Digitization in a company is a big change. And employees - especially senior ones - have a natural fear of any big change. The task of company leaders is therefore to clearly explain to people exactly how digitization will simplify their work, and at the same time to dispel the fears that employees tend to have associated with it.
Michal Hanáček, COO of Pilulka.cz pharmacies, recalls the beginnings of digitization in his company as follows: "When we received an electronic delivery note, someone had to print it and then rewrite it item by item and batch by batch into the same computer. It was crazy,” he says. Nowadays, the EDI system does it automatically for them.
Digitization in companies makes work easier and usually automates routine activities that no one enjoys. There is a need for companies to show their people what they will digitize and what exactly it will bring. Employees are then often surprised and, despite the initial mistrust, eventually find that the new way of work suits them better.

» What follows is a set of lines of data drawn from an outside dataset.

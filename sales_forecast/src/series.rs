//! Daily total sales series

use crate::aggregation::daily_sales;
use crate::data::SalesTable;
use crate::error::{ForecastError, Result};
use chrono::NaiveDate;
use serde::Serialize;

/// Daily total sales, strictly ascending by date
///
/// Only dates with at least one transaction are present; missing calendar
/// days are not zero-filled. See [`DailySeries::missing_dates`].
#[derive(Debug, Clone, Default, PartialEq, Serialize)]
pub struct DailySeries {
    dates: Vec<NaiveDate>,
    values: Vec<f64>,
}

impl DailySeries {
    /// Create a series from `(date, total)` points
    ///
    /// Dates must be strictly increasing and totals finite.
    pub fn new(points: Vec<(NaiveDate, f64)>) -> Result<Self> {
        for pair in points.windows(2) {
            if pair[1].0 <= pair[0].0 {
                return Err(ForecastError::ValidationError(format!(
                    "dates must be strictly increasing: {} follows {}",
                    pair[1].0, pair[0].0
                )));
            }
        }
        if let Some((date, value)) = points.iter().find(|(_, v)| !v.is_finite()) {
            return Err(ForecastError::ValidationError(format!(
                "non-finite total {} on {}",
                value, date
            )));
        }

        let (dates, values) = points.into_iter().unzip();
        Ok(Self { dates, values })
    }

    /// Build the series from a cleaned table, one entry per observed date
    pub fn from_table(table: &SalesTable) -> Self {
        let (dates, values) = daily_sales(table)
            .into_iter()
            .map(|day| (day.date, day.total))
            .unzip();
        Self { dates, values }
    }

    /// A gap-free series starting at `start`
    pub fn from_values(start: NaiveDate, values: &[f64]) -> Self {
        Self {
            dates: start.iter_days().take(values.len()).collect(),
            values: values.to_vec(),
        }
    }

    pub fn len(&self) -> usize {
        self.values.len()
    }

    pub fn is_empty(&self) -> bool {
        self.values.is_empty()
    }

    pub fn dates(&self) -> &[NaiveDate] {
        &self.dates
    }

    pub fn values(&self) -> &[f64] {
        &self.values
    }

    /// `(date, total)` pairs in order
    pub fn points(&self) -> impl Iterator<Item = (NaiveDate, f64)> + '_ {
        self.dates.iter().copied().zip(self.values.iter().copied())
    }

    /// Total for `date`, if the date was observed
    pub fn get(&self, date: NaiveDate) -> Option<f64> {
        self.dates
            .binary_search(&date)
            .ok()
            .map(|i| self.values[i])
    }

    pub fn first_date(&self) -> Option<NaiveDate> {
        self.dates.first().copied()
    }

    pub fn last_date(&self) -> Option<NaiveDate> {
        self.dates.last().copied()
    }

    /// Sum of all daily totals
    pub fn total(&self) -> f64 {
        self.values.iter().sum()
    }

    /// Calendar dates between the first and last observation with no entry
    pub fn missing_dates(&self) -> Vec<NaiveDate> {
        let (Some(first), Some(last)) = (self.first_date(), self.last_date()) else {
            return Vec::new();
        };

        first
            .iter_days()
            .take_while(|d| *d <= last)
            .filter(|d| self.dates.binary_search(d).is_err())
            .collect()
    }

    /// Whether any calendar day inside the observed range is absent
    pub fn has_gaps(&self) -> bool {
        self.dates
            .windows(2)
            .any(|pair| (pair[1] - pair[0]).num_days() > 1)
    }

    /// Split into the first `at` observations and the rest
    pub fn split_at(&self, at: usize) -> Result<(Self, Self)> {
        if at > self.len() {
            return Err(ForecastError::InvalidParameter(format!(
                "split point {} exceeds series length {}",
                at,
                self.len()
            )));
        }

        let head = Self {
            dates: self.dates[..at].to_vec(),
            values: self.values[..at].to_vec(),
        };
        let tail = Self {
            dates: self.dates[at..].to_vec(),
            values: self.values[at..].to_vec(),
        };
        Ok((head, tail))
    }
}

/// Collapse a cleaned table into its daily total series
pub fn daily_total_series(table: &SalesTable) -> DailySeries {
    DailySeries::from_table(table)
}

"It is essential that companies explain digitization clearly. We often encounter that suppliers and companies do not know how to communicate its benefits in a way that ordinary people can understand," says Lubomír Veselý, CEO of GRiT - the company that launched the Burst the digital babble campaign, which tries to break down communication barriers in digitization .
Many employees fear that they will not learn how to use new technologies. That is why it is necessary to pay attention to them even before the introduction of digitization, to explain everything to them, or to prepare teaching materials that they can return to at any time and do not have to feel that they are constantly bothering someone.

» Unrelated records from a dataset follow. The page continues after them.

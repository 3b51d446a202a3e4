//! In-process record store.

use std::collections::HashMap;

use async_trait::async_trait;
use tokio::sync::RwLock;
use uuid::Uuid;

use super::{FieldQuery, RecordFilter, RecordStore, Result, SearchHit};
use crate::models::record::ExtractionRecord;

/// Keeps records in memory for the lifetime of the process.
#[derive(Debug, Default)]
pub struct MemoryStore {
    records: RwLock<HashMap<Uuid, ExtractionRecord>>,
}

impl MemoryStore {
    pub fn new() -> Self {
        Self::default()
    }

    pub async fn len(&self) -> usize {
        self.records.read().await.len()
    }

    pub async fn is_empty(&self) -> bool {
        self.records.read().await.is_empty()
    }
}

#[async_trait]
impl RecordStore for MemoryStore {
    async fn save(&self, record: &ExtractionRecord) -> Result<Uuid> {
        let id = record.id();
        self.records.write().await.insert(id, record.clone());
        Ok(id)
    }

    async fn get(&self, id: Uuid) -> Result<Option<ExtractionRecord>> {
        Ok(self.records.read().await.get(&id).cloned())
    }

    async fn list(&self, filter: &RecordFilter) -> Result<Vec<ExtractionRecord>> {
        let records = self.records.read().await;
        Ok(filter.apply(records.values().cloned()))
    }

    async fn search(&self, query: &FieldQuery) -> Result<Vec<SearchHit>> {
        let records = self.records.read().await;
        Ok(query.apply(records.values()))
    }
}

#[cfg(test)]
mod tests {
    use super::*;
    use crate::models::document::DocumentType;
    use crate::store::tests::record;
    use pretty_assertions::assert_eq;
    use serde_json::json;

    #[tokio::test]
    async fn test_save_is_idempotent() {
        let store = MemoryStore::new();
        let rec = record(DocumentType::Invoice, json!({"total": "1"}), 1);

        assert_eq!(store.save(&rec).await.unwrap(), rec.id());
        assert_eq!(store.save(&rec).await.unwrap(), rec.id());
        assert_eq!(store.len().await, 1);
        assert_eq!(store.get(rec.id()).await.unwrap(), Some(rec));
    }

    #[tokio::test]
    async fn test_list_and_search() {
        let store = MemoryStore::new();
        let old = record(DocumentType::Invoice, json!({"vendor": "ACME"}), 1);
        let new = record(DocumentType::Receipt, json!({"merchant": "Cafe"}), 2);
        store.save(&old).await.unwrap();
        store.save(&new).await.unwrap();

        let listed = store.list(&RecordFilter::default()).await.unwrap();
        assert_eq!(listed, vec![new.clone(), old.clone()]);

        let hits = store.search(&FieldQuery::key("vendor").equals("ACME")).await.unwrap();
        assert_eq!(hits.len(), 1);
        assert_eq!(hits[0].id, old.id());

        assert!(store.get(Uuid::new_v4()).await.unwrap().is_none());
    }
}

It is also important that companies do not put pressure on their employees, but instead calm them down. Some people are afraid that they will enter something wrong into the system and cause damage for a lot of money. This can be solved, for example, by using user permissions, when selected tasks are subject to the approval of a superior.

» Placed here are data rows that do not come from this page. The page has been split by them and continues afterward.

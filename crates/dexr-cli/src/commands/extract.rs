//! Extract command - pull entities out of a single document.

use std::fs;
use std::path::{Path, PathBuf};
use std::time::{Duration, Instant};

use clap::Args;
use console::style;
use indicatif::{ProgressBar, ProgressStyle};
use serde::Serialize;
use serde_json::Value;
use tracing::{debug, info};

use dexr_core::{
    CancelToken, Credentials, ErrorKind, ExtractError, Extraction, ExtractionRecord,
    ExtractionRequest, ImagePayload, MediaKind, Orchestrator, ProviderChoice, ProviderKind,
    RequestedType,
};

use super::{load_config, open_store};

/// Arguments for the extract command.
#[derive(Args)]
pub struct ExtractArgs {
    /// Input document (PNG, JPEG, GIF, BMP, WebP or PDF)
    #[arg(required = true)]
    input: PathBuf,

    /// Document type
    #[arg(short = 't', long = "type", default_value = "auto", value_parser = parse_requested_type)]
    doc_type: RequestedType,

    /// AI provider (openai, gemini)
    #[arg(short, long, default_value = "openai", value_parser = parse_provider)]
    provider: ProviderKind,

    /// Model identifier (default: the provider's default model)
    #[arg(short, long)]
    model: Option<String>,

    /// API key (falls back to OPENAI_API_KEY, or GOOGLE_API_KEY/GEMINI_API_KEY for gemini)
    #[arg(long)]
    api_key: Option<String>,

    /// Save the record to the local store
    #[arg(long)]
    save: bool,

    /// Output file (default: stdout)
    #[arg(short, long)]
    output: Option<PathBuf>,

    /// Output format
    #[arg(short, long, value_enum, default_value = "json")]
    format: OutputFormat,

    /// Show statistics about the raw model answer
    #[arg(long)]
    stats: bool,
}

#[derive(Clone, Copy, Debug, clap::ValueEnum)]
pub enum OutputFormat {
    /// JSON record
    Json,
    /// Field/value CSV
    Csv,
    /// Plain text summary
    Text,
}

fn parse_requested_type(s: &str) -> Result<RequestedType, String> {
    s.parse().map_err(|e: dexr_core::ValidationError| e.to_string())
}

fn parse_provider(s: &str) -> Result<ProviderKind, String> {
    ProviderChoice::parse_kind(s).map_err(|e| e.to_string())
}

pub async fn run(args: ExtractArgs, config_path: Option<&str>) -> anyhow::Result<()> {
    let start = Instant::now();
    let config = load_config(config_path)?;

    if !args.input.exists() {
        anyhow::bail!("Input file not found: {}", args.input.display());
    }

    let image = read_document(&args.input)?;
    info!("Processing file: {} ({})", args.input.display(), image.kind());

    let model = args
        .model
        .clone()
        .unwrap_or_else(|| config.provider(args.provider).default_model.clone());

    let api_key = resolve_api_key(args.api_key.as_deref(), args.provider).ok_or_else(|| {
        anyhow::anyhow!(
            "No API key for {}. Pass --api-key or set {}.",
            args.provider,
            key_env_vars(args.provider).join(" or ")
        )
    })?;

    let request = ExtractionRequest::new(
        args.doc_type,
        image,
        ProviderChoice::new(args.provider, model),
        Credentials::new(api_key),
    );

    let orchestrator = Orchestrator::new(config.clone())?;

    let cancel = CancelToken::new();
    let on_ctrl_c = cancel.clone();
    tokio::spawn(async move {
        if tokio::signal::ctrl_c().await.is_ok() {
            on_ctrl_c.cancel();
        }
    });

    let pb = ProgressBar::new_spinner();
    pb.set_style(ProgressStyle::with_template("{spinner:.green} [{elapsed_precise}] {msg}")?);
    pb.enable_steady_tick(Duration::from_millis(100));
    pb.set_message(format!(
        "Extracting with {} {}...",
        args.provider, request.provider.model
    ));

    let result = if args.save {
        let store = open_store(&config).await?;
        orchestrator.extract_and_save(&request, &store, &cancel).await
    } else {
        orchestrator.extract_with_cancel(&request, &cancel).await
    };

    pb.finish_and_clear();

    let (extraction, save_error) = match result {
        Ok(extraction) => (extraction, None),
        Err(ExtractError::Persistence { extraction, source }) => (*extraction, Some(source)),
        Err(err) => return Err(explain(err)),
    };

    let output = format_record(&extraction.record, args.format)?;
    if let Some(output_path) = &args.output {
        fs::write(output_path, &output)?;
        eprintln!(
            "{} Output written to {}",
            style("✓").green(),
            output_path.display()
        );
    } else {
        println!("{}", output);
    }

    report(&extraction, args.stats);

    debug!("Total processing time: {:?}", start.elapsed());

    if let Some(source) = save_error {
        anyhow::bail!(
            "Extraction {} succeeded but could not be saved: {}",
            extraction.record.id(),
            source
        );
    }

    if args.save {
        eprintln!(
            "{} Saved record {}",
            style("✓").green(),
            extraction.record.id()
        );
    }

    Ok(())
}

/// Read a document, detecting its kind from content or extension.
fn read_document(path: &Path) -> anyhow::Result<ImagePayload> {
    let bytes = fs::read(path)?;
    let file_name = path
        .file_name()
        .and_then(|n| n.to_str())
        .unwrap_or_default()
        .to_string();

    let kind = MediaKind::sniff(&bytes)
        .or_else(|| {
            path.extension()
                .and_then(|e| e.to_str())
                .and_then(MediaKind::from_extension)
        })
        .ok_or_else(|| anyhow::anyhow!("Unsupported file format: {}", path.display()))?;

    Ok(ImagePayload::new(bytes, kind, file_name))
}

fn key_env_vars(provider: ProviderKind) -> &'static [&'static str] {
    match provider {
        ProviderKind::OpenAi => &["OPENAI_API_KEY"],
        ProviderKind::Gemini => &["GOOGLE_API_KEY", "GEMINI_API_KEY"],
    }
}

fn resolve_api_key(explicit: Option<&str>, provider: ProviderKind) -> Option<String> {
    explicit
        .map(str::to_string)
        .or_else(|| {
            key_env_vars(provider)
                .iter()
                .find_map(|var| std::env::var(var).ok())
        })
        .filter(|key| !key.trim().is_empty())
}

/// Attach user-facing guidance to a failed extraction.
fn explain(err: ExtractError) -> anyhow::Error {
    match err.kind() {
        ErrorKind::Auth => {
            eprintln!(
                "{} The provider rejected the API key. Check that it is valid and has access to the model.",
                style("✗").red()
            );
        }
        ErrorKind::TransientProvider => {
            eprintln!(
                "{} The provider is busy or unreachable. Wait a moment and try again.",
                style("↻").yellow()
            );
        }
        ErrorKind::Cancelled => {
            eprintln!("{} Cancelled.", style("ℹ").blue());
        }
        _ => {}
    }
    err.into()
}

/// Print warnings, caveats and optional stats to stderr.
fn report(extraction: &Extraction, show_stats: bool) {
    let record = &extraction.record;

    if extraction.is_degraded() {
        eprintln!(
            "{} The model did not return structured data; the raw answer is shown under `raw_text`.",
            style("⚠").yellow()
        );
    }

    for warning in &extraction.warnings {
        eprintln!("{} {}", style("⚠").yellow(), warning);
    }

    let missing = record.missing_fields();
    if !missing.is_empty() && !extraction.is_degraded() {
        eprintln!(
            "{} Not found in document: {}",
            style("ℹ").blue(),
            missing.join(", ")
        );
    }

    if show_stats {
        let stats = record.stats();
        eprintln!();
        eprintln!(
            "{} {} characters, {} words, {} lines in model answer",
            style("ℹ").blue(),
            stats.characters,
            stats.words,
            stats.lines
        );
    }
}

fn format_record(record: &ExtractionRecord, format: OutputFormat) -> anyhow::Result<String> {
    match format {
        OutputFormat::Json => Ok(serde_json::to_string_pretty(record)?),
        OutputFormat::Csv => format_csv(record),
        OutputFormat::Text => Ok(format_text(record)),
    }
}

#[derive(Serialize)]
struct FieldRow<'a> {
    field: &'a str,
    value: String,
}

pub(crate) fn format_csv(record: &ExtractionRecord) -> anyhow::Result<String> {
    let mut wtr = csv::Writer::from_writer(vec![]);

    for (field, value) in record.entities() {
        wtr.serialize(FieldRow {
            field,
            value: display_value(value),
        })?;
    }

    let data = String::from_utf8(wtr.into_inner()?)?;
    Ok(data)
}

pub(crate) fn format_text(record: &ExtractionRecord) -> String {
    let mut output = String::new();

    output.push_str(&format!("Document: {}\n", record.document_type()));
    output.push_str(&format!("File: {}\n", record.file_name()));
    output.push_str(&format!(
        "Model: {} ({})\n",
        record.model_used(),
        record.provider()
    ));
    output.push_str(&format!(
        "Extracted: {}\n",
        record.uploaded_at().format("%Y-%m-%d %H:%M:%S UTC")
    ));
    output.push_str(&format!("ID: {}\n", record.id()));
    output.push('\n');

    let width = record.entities().keys().map(|k| k.len()).max().unwrap_or(0);
    for (field, value) in record.entities() {
        match value {
            Value::Array(_) | Value::Object(_) => {
                output.push_str(&format!("{}:\n", field));
                let pretty = serde_json::to_string_pretty(value).unwrap_or_default();
                for line in pretty.lines() {
                    output.push_str(&format!("  {}\n", line));
                }
            }
            _ => {
                output.push_str(&format!(
                    "{:<width$}  {}\n",
                    field,
                    display_value(value),
                    width = width
                ));
            }
        }
    }

    output
}

/// Strings unquoted, null as N/A, everything else as JSON.
fn display_value(value: &Value) -> String {
    match value {
        Value::Null => "N/A".to_string(),
        Value::String(s) => s.clone(),
        other => other.to_string(),
    }
}

#[cfg(test)]
mod tests {
    use super::*;
    use serde_json::json;

    fn record() -> ExtractionRecord {
        let Value::Object(entities) = json!({
            "invoice_number": "INV-001",
            "tax": null,
            "line_items": [{"description": "Widget", "qty": 2}],
            "total": 100.5
        }) else {
            unreachable!()
        };
        ExtractionRecord::new(
            dexr_core::DocumentType::Invoice,
            entities,
            "{}",
            "inv.png",
            "gpt-4o",
            ProviderKind::OpenAi,
            "v1",
        )
    }

    #[test]
    fn test_format_csv() {
        let csv = format_csv(&record()).unwrap();
        let mut lines = csv.lines();
        assert_eq!(lines.next(), Some("field,value"));
        assert!(csv.contains("invoice_number,INV-001"));
        assert!(csv.contains("tax,N/A"));
        assert!(csv.contains("total,100.5"));
    }

    #[test]
    fn test_format_text() {
        let text = format_text(&record());
        assert!(text.starts_with("Document: Invoice\n"));
        assert!(text.contains("Model: gpt-4o (OpenAI)"));
        assert!(text.contains("line_items:\n"));
        assert!(text.contains("\"description\": \"Widget\""));
    }

    #[test]
    fn test_resolve_api_key_prefers_explicit() {
        assert_eq!(
            resolve_api_key(Some("sk-explicit-123456"), ProviderKind::OpenAi),
            Some("sk-explicit-123456".to_string())
        );
        assert_eq!(resolve_api_key(Some("   "), ProviderKind::Gemini), None);
    }

    #[test]
    fn test_key_env_vars_per_provider() {
        assert_eq!(key_env_vars(ProviderKind::OpenAi), ["OPENAI_API_KEY"]);
        assert_eq!(
            key_env_vars(ProviderKind::Gemini),
            ["GOOGLE_API_KEY", "GEMINI_API_KEY"]
        );
        assert!(parse_provider("anthropic").is_err());
    }

    #[test]
    fn test_parse_requested_type() {
        assert_eq!(parse_requested_type("auto"), Ok(RequestedType::Auto));
        assert!(parse_requested_type("passport").is_err());
    }
}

Digitization experts also recommend that companies establish a grace period during which they are more lenient with employees. It can be a few weeks, and in the case of major changes, even a few months, so that everyone has enough time to get used to the new technologies.
So that the digitization project is not only supported by the top management, the company should select its ambassadors - most often representatives of middle or lower management - who will be enthusiastic about the project and subsequently transfer their enthusiasm to their immediate subordinates.
Employees naturally have more trust in lower managers, moreover, they are in much more frequent contact with them than, for example, with the technical director of the entire company.
Even if you do everything right, there will almost always be people in the company who will not get over digitization and will eventually leave. However, it can often be less efficient employees who were deliberately hiding in the original system so that they could not be seen. If such people leave the company, it is usually for the good.